Cyanide is poisonous and can cause fatal damage to the brain and heart, according to the United States Centres for Disease Control and Prevention.

Some farmers, such as those at Fairview Farm in Penhalonga, which consists of 58 farmers downstream who get their irrigation water from dams, are in fear that their grain will be contaminated.

“If our livestock is drinking contaminated water and we are using it for irrigation, it means people are consuming contaminated food,” said Moses Mutume, chairperson of the Fairview Farm Development Committee.

Water pollution is not the only worrisome issue for Mubatsa but a serious trail of land degradation too left by the gold miners.

An artisanal miner who spoke to this publication anonymously said that once they exhaust gold, they abandon their mining pits that can be up to 90 metres deep, some of which have become death wells in the hills of Penhalonga.

“The pits pose dangers to others, but that is the norm here. No miners have time to rehabilitate the area,” said Moyo.

Officials from the Mines ministry and companies mining in Penhalonga did not respond to questions sent to them.

“This is a creation of political elites in central government,” said James Mupfumi, director of the Centre for Research and Development (CRD), a research institute based in Mutare.

“Mining entities involved in mineral smuggling, tax evasion and environmental crimes in the area boast that they are protected by Zanu PF, the president, his family, other government elites and securocrats.”

Makoni said there is a need for the authorities to rehabilitate the area by planting trees.
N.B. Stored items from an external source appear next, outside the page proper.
use ratatui::Frame;
use ratatui::layout::{Alignment, Rect};
use ratatui::style::{Color, Style};
use ratatui::text::Line;
use ratatui::widgets::{Block, Borders, Clear, Padding, Paragraph, Wrap};

use crate::tui::component::Component;
use crate::tui::components::centered_rect;

/// Blocking alert for a failed fetch. Dismissed with Enter or Esc.
pub struct NoticePopup<'a> {
    pub message: &'a str,
}

impl Component for NoticePopup<'_> {
    fn render(&mut self, frame: &mut Frame, area: Rect) {
        let popup = centered_rect(60, 30, area);
        frame.render_widget(Clear, popup);

        let block = Block::default()
            .borders(Borders::ALL)
            .border_style(Style::default().fg(Color::Red))
            .title(" Notice ")
            .title_bottom(Line::from(" Enter OK ").centered())
            .padding(Padding::uniform(1));

        frame.render_widget(
            Paragraph::new(self.message)
                .alignment(Alignment::Center)
                .wrap(Wrap { trim: true })
                .block(block),
            popup,
        );
    }
}
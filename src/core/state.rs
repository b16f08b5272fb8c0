//! # Application State
//!
//! Core view state for Nur. This module contains domain logic only -
//! no TUI-specific types. Presentation state (list cursors, scroll offsets)
//! lives in the `tui` module.
//!
//! ```text
//! App
//! ├── screen / previous_screen     // which view is showing
//! ├── chapters                     // chapter index, fetched at startup
//! ├── selected_chapter, verses     // open chapter
//! ├── active_collection, narrations// open hadith collection
//! ├── document                     // what the document viewer shows
//! ├── loading: Loading             // per-slice busy flags
//! ├── overlay: Overlay             // AI translation / isnad modal
//! ├── notice: Option<String>       // user-visible failure alert
//! ├── language, engine             // preferences
//! └── generations: Generations     // per-slice request counters
//! ```
//!
//! State changes only happen through `update(state, action)` in action.rs.

use crate::Engine;
use crate::core::model::{Chapter, Collection, Narration, Resource, TranslationLang, Verse};
use crate::inference::{AiInsight, IsnadAnalysis};

/// The fixed set of screens.
#[derive(Debug, Clone, Copy, PartialEq, Eq, Default)]
pub enum Screen {
    #[default]
    Home,
    ChapterList,
    ChapterDetail,
    CollectionHub,
    NarrationList,
    ResourceList,
    DocumentViewer,
}

impl Screen {
    pub fn title(self) -> &'static str {
        match self {
            Screen::Home => "Sacred Nur",
            Screen::ChapterList => "Noble Quran",
            Screen::ChapterDetail => "Surah",
            Screen::CollectionHub => "Hadith Collections",
            Screen::NarrationList => "Narrations",
            Screen::ResourceList => "Resources",
            Screen::DocumentViewer => "Document",
        }
    }
}

/// The modal layered over the current screen.
///
/// Exactly one of these is live, so an insight and an isnad study can never
/// both be on display.
#[derive(Debug, Clone, PartialEq, Default)]
pub enum Overlay {
    #[default]
    None,
    Translating {
        context: String,
    },
    Insight {
        context: String,
        insight: AiInsight,
    },
    AnalyzingIsnad {
        narration: usize,
    },
    IsnadResult {
        narration: usize,
        analysis: IsnadAnalysis,
    },
}

impl Overlay {
    pub fn is_open(&self) -> bool {
        !matches!(self, Overlay::None)
    }

    pub fn is_busy(&self) -> bool {
        matches!(
            self,
            Overlay::Translating { .. } | Overlay::AnalyzingIsnad { .. }
        )
    }
}

/// What produced the text of an insight request.
#[derive(Debug, Clone, PartialEq, Eq)]
pub enum InsightOrigin {
    Verse(usize),
    /// Narration id, so a cached translation lands on the right entry even
    /// if the list was reordered.
    Narration(String),
    Fragment,
}

/// What the document viewer is showing.
#[derive(Debug, Clone, Copy, PartialEq, Eq)]
pub enum Document {
    Collection(&'static Collection),
    Resource(&'static Resource),
}

impl Document {
    pub fn title(&self) -> &'static str {
        match self {
            Document::Collection(c) => c.name,
            Document::Resource(r) => r.title,
        }
    }

    pub fn url(&self) -> Option<&'static str> {
        match self {
            Document::Collection(c) => c.document_url,
            Document::Resource(r) => Some(r.url),
        }
    }
}

/// Request counters, one per state slice. A response carries the counter
/// value from when it was requested and is dropped if the slice has moved on.
#[derive(Debug, Clone, Copy, Default, PartialEq, Eq)]
pub struct Generations {
    pub chapters: u64,
    pub verses: u64,
    pub narrations: u64,
    pub overlay: u64,
}

/// Fetches in flight, one flag per list slice.
#[derive(Debug, Clone, Copy, Default, PartialEq, Eq)]
pub struct Loading {
    pub chapters: bool,
    pub verses: bool,
    pub narrations: bool,
}

impl Loading {
    pub fn any(&self) -> bool {
        self.chapters || self.verses || self.narrations
    }
}

pub struct App {
    pub screen: Screen,
    pub previous_screen: Option<Screen>,
    pub status_message: String,
    pub chapters: Vec<Chapter>,
    pub selected_chapter: Option<Chapter>,
    pub verses: Vec<Verse>,
    pub active_collection: Option<&'static Collection>,
    pub narrations: Vec<Narration>,
    pub document: Option<Document>,
    pub loading: Loading,
    pub overlay: Overlay,
    /// Origin of the insight request currently in flight.
    pub insight_origin: Option<InsightOrigin>,
    /// Language the in-flight insight was requested in.
    pub insight_language: TranslationLang,
    pub notice: Option<String>,
    pub language: TranslationLang,
    pub engine: Engine,
    pub generations: Generations,
}

impl App {
    pub fn new(language: TranslationLang, engine: Engine) -> Self {
        Self {
            screen: Screen::Home,
            previous_screen: None,
            status_message: String::from("Welcome to Nur"),
            chapters: Vec::new(),
            selected_chapter: None,
            verses: Vec::new(),
            active_collection: None,
            narrations: Vec::new(),
            document: None,
            loading: Loading::default(),
            overlay: Overlay::None,
            insight_origin: None,
            insight_language: language,
            notice: None,
            language,
            engine,
            generations: Generations::default(),
        }
    }

    /// Switches screens, remembering where we came from.
    pub fn go_to(&mut self, screen: Screen) {
        if screen != self.screen {
            self.previous_screen = Some(self.screen);
            self.screen = screen;
        }
    }

    pub fn is_translating(&self) -> bool {
        matches!(self.overlay, Overlay::Translating { .. })
    }

    pub fn is_analyzing(&self) -> bool {
        matches!(self.overlay, Overlay::AnalyzingIsnad { .. })
    }
}
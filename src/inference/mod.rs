pub mod prompts;
pub mod provider;
pub mod providers;
pub mod types;

use std::sync::Arc;

use crate::Engine;
use crate::core::config::ResolvedConfig;

pub use provider::{EngineError, InsightEngine};
pub use providers::{GeminiEngine, OllamaEngine};
pub use types::{AiInsight, InsightRequest, IsnadAnalysis, NarratorRecord};

/// Builds the engine selected by `engine` from resolved settings.
pub fn build_engine(engine: Engine, config: &ResolvedConfig) -> Arc<dyn InsightEngine> {
    match engine {
        Engine::Gemini => Arc::new(GeminiEngine::new(
            config.gemini_api_key.clone(),
            Some(config.gemini_base_url.clone()),
            Some(config.gemini_insight_model.clone()),
            Some(config.gemini_isnad_model.clone()),
        )),
        Engine::Ollama => Arc::new(OllamaEngine::new(
            Some(config.ollama_base_url.clone()),
            Some(config.ollama_model.clone()),
        )),
    }
}
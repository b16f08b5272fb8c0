//! Hadith text service client (fawazahmed0 hadith-api shape).
//!
//! The Arabic and English editions of a collection are fetched concurrently
//! and paired by index. Failures never propagate: the caller gets an empty
//! list, which reads the same as a collection with no data.

use futures::join;
use log::{info, warn};
use serde::Deserialize;
use serde_json::Value;

use super::{ApiError, get_json};
use crate::core::model::{Grading, Narration};

pub const DEFAULT_HADITH_BASE_URL: &str = "https://cdn.jsdelivr.net/gh/fawazahmed0/hadith-api@1";

/// Upper bound on narrations loaded per collection.
pub const MAX_NARRATIONS: usize = 40;

/// Words of Arabic text used as a stand-in narrator chain.
const ISNAD_FALLBACK_WORDS: usize = 15;

const ARABIC_UNAVAILABLE: &str = "النص العربي غير متوفر";
const ENGLISH_UNAVAILABLE: &str = "No translation available";

#[derive(Deserialize, Debug, Default)]
struct EditionFile {
    #[serde(default)]
    hadiths: Vec<ApiHadith>,
}

#[derive(Deserialize, Debug, Default, Clone)]
struct ApiHadith {
    #[serde(default)]
    text: Option<String>,
    #[serde(default, alias = "bookNumber")]
    book: Option<Value>,
    #[serde(default, alias = "hadithNumber", alias = "hadithnumber")]
    hadith_number: Option<Value>,
    #[serde(default)]
    grades: Vec<ApiGrade>,
    #[serde(default)]
    reference: Option<ApiReference>,
}

#[derive(Deserialize, Debug, Clone)]
struct ApiGrade {
    #[serde(default)]
    name: Option<String>,
    #[serde(default)]
    grade: Option<String>,
}

#[derive(Deserialize, Debug, Clone)]
struct ApiReference {
    #[serde(default)]
    book: Option<Value>,
}

/// Renders a JSON string or number as text. Empty strings and zero count as
/// missing.
fn value_text(value: Option<&Value>) -> Option<String> {
    match value? {
        Value::String(s) if !s.trim().is_empty() => Some(s.trim().to_string()),
        Value::Number(n) if n.as_f64() != Some(0.0) => Some(n.to_string()),
        _ => None,
    }
}

fn non_empty(text: Option<&String>) -> Option<&str> {
    text.map(|s| s.trim()).filter(|s| !s.is_empty())
}

/// "bukhari" → "Bukhari"
fn display_collection(id: &str) -> String {
    let mut chars = id.chars();
    match chars.next() {
        Some(first) => first.to_uppercase().chain(chars).collect(),
        None => String::new(),
    }
}

/// First words of the Arabic text, which usually opens with the chain.
pub fn fallback_isnad(arabic: &str) -> Option<String> {
    let words: Vec<&str> = arabic.split_whitespace().take(ISNAD_FALLBACK_WORDS).collect();
    if words.is_empty() {
        return None;
    }
    Some(format!("{}...", words.join(" ")))
}

/// Pairs English entries with Arabic entries by index, capped at
/// `MAX_NARRATIONS`.
fn pair_editions(collection: &str, arabic: &[ApiHadith], english: &[ApiHadith]) -> Vec<Narration> {
    let display = display_collection(collection);

    english
        .iter()
        .take(MAX_NARRATIONS)
        .enumerate()
        .map(|(index, eng)| {
            let arabic_text = arabic
                .get(index)
                .and_then(|ara| non_empty(ara.text.as_ref()))
                .map(str::to_string);
            let first_grade = eng.grades.first();

            Narration {
                id: format!("{collection}-{index}"),
                collection: display.clone(),
                book_number: value_text(eng.book.as_ref()).unwrap_or_else(|| "1".to_string()),
                hadith_number: value_text(eng.hadith_number.as_ref())
                    .unwrap_or_else(|| (index + 1).to_string()),
                isnad: arabic_text.as_deref().and_then(fallback_isnad),
                arabic_text: arabic_text.unwrap_or_else(|| ARABIC_UNAVAILABLE.to_string()),
                english_text: non_empty(eng.text.as_ref())
                    .unwrap_or(ENGLISH_UNAVAILABLE)
                    .to_string(),
                secondary_translation: None,
                grading: first_grade
                    .and_then(|g| g.grade.as_deref())
                    .map(Grading::parse)
                    .unwrap_or_default(),
                graded_by: first_grade
                    .and_then(|g| non_empty(g.name.as_ref()))
                    .unwrap_or("Scholarship")
                    .to_string(),
                chapter_title: eng
                    .reference
                    .as_ref()
                    .and_then(|r| value_text(r.book.as_ref()))
                    .map(|book| format!("Book {book}"))
                    .unwrap_or_else(|| "Chapter".to_string()),
            }
        })
        .collect()
}

pub struct HadithClient {
    base_url: String,
    client: reqwest::Client,
}

impl HadithClient {
    pub fn new(base_url: Option<String>) -> Self {
        Self {
            base_url: base_url.unwrap_or_else(|| DEFAULT_HADITH_BASE_URL.to_string()),
            client: reqwest::Client::new(),
        }
    }

    async fn fetch_edition(&self, lang: &str, collection: &str) -> Result<EditionFile, ApiError> {
        let url = format!("{}/editions/{}-{}.json", self.base_url, lang, collection);
        get_json(&self.client, &url).await
    }

    /// Fetches up to `MAX_NARRATIONS` narrations of a collection.
    ///
    /// Returns an empty list on any failure.
    pub async fn fetch_narrations(&self, collection: &str) -> Vec<Narration> {
        let (arabic, english) = join!(
            self.fetch_edition("ara", collection),
            self.fetch_edition("eng", collection)
        );

        match (arabic, english) {
            (Ok(arabic), Ok(english)) => {
                let narrations = pair_editions(collection, &arabic.hadiths, &english.hadiths);
                info!(
                    "Fetched {} narrations from {} ({} upstream)",
                    narrations.len(),
                    collection,
                    english.hadiths.len()
                );
                narrations
            }
            (Err(e), _) | (_, Err(e)) => {
                warn!("Hadith fetch for {collection} failed: {e}");
                Vec::new()
            }
        }
    }
}
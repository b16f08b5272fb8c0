use ratatui::Frame;
use ratatui::layout::Rect;
use ratatui::style::{Color, Modifier, Style};
use ratatui::text::{Line, Span};
use ratatui::widgets::{Block, Borders, List, ListItem, ListState, Padding};

use crate::core::catalog::RESOURCES;
use crate::tui::component::Component;

/// External reading library, tagged by category.
pub struct ResourceList<'a> {
    pub state: &'a mut ListState,
}

impl Component for ResourceList<'_> {
    fn render(&mut self, frame: &mut Frame, area: Rect) {
        let items: Vec<ListItem> = RESOURCES
            .iter()
            .map(|r| {
                ListItem::new(vec![
                    Line::from(vec![
                        Span::styled(
                            format!("[{}] ", r.category),
                            Style::default().fg(Color::Cyan),
                        ),
                        Span::styled(r.title, Style::default().add_modifier(Modifier::BOLD)),
                    ]),
                    Line::styled(format!("    {}", r.url), Style::default().fg(Color::DarkGray)),
                ])
            })
            .collect();

        if self.state.selected().is_none() {
            self.state.select(Some(0));
        }
        let list = List::new(items)
            .block(
                Block::default()
                    .borders(Borders::ALL)
                    .border_style(Style::default().fg(Color::DarkGray))
                    .title(" Resources ")
                    .title_bottom(Line::from(" Enter Open  Esc Back ").centered())
                    .padding(Padding::horizontal(1)),
            )
            .highlight_style(Style::default().add_modifier(Modifier::REVERSED));
        frame.render_stateful_widget(list, area, self.state);
    }
}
The gold miners also clear down trees to pave way for their operations.

According to the 2002 mining regulations, no mining activity commences in the country before state-owned Environmental Management Agency (EMA) issues an Environmental Impact Assessment (EIA) licence, a planning tool used to assess potential environmental impacts and come up with ways to mitigate them.

But for Penhalonga, activists and residents believe that the process was marred by massive corruption as some locals were paid to influence the outcome of the EIA.

“What it means is that the community is going to carry the burden of diseases due to lack of a clean environment whilst a few politically connected individuals profiteer,” said Tapuwa O'bren Nhachi, an environmental expert based in Mutare.

“It is not a secret that Better Brands is behind this and its owner is connected to the executive.”

Mupfumi said he condemns the failure of EMA to hold perpetrators of environmental crimes accountable for pollution and rehabilitation.

“It is clear that under normal circumstances, an approved EIA would not have been issued by EMA to allow hazardous mining at Redwing Mine. The decision to compromise the law and expose human lives to environmental hazards is unconstitutional,” he said.

Amkela Sidange, environmental education and publicity manager at EMA said land degradation and water pollution are a cause for concern in Penhalonga.

“EMA is aware of the matter, thus informing the nation through regular thematic reports on the state of the environment,” she said in an interview last year.

While the activities by both illegal and artisanal gold miners remain a menace for stakeholders in Penhalonga, Mubatsa vowed to keep on piling pressure on the authorities.

“I will continue raising my concern whenever we residents have meetings with the authorities,” she said.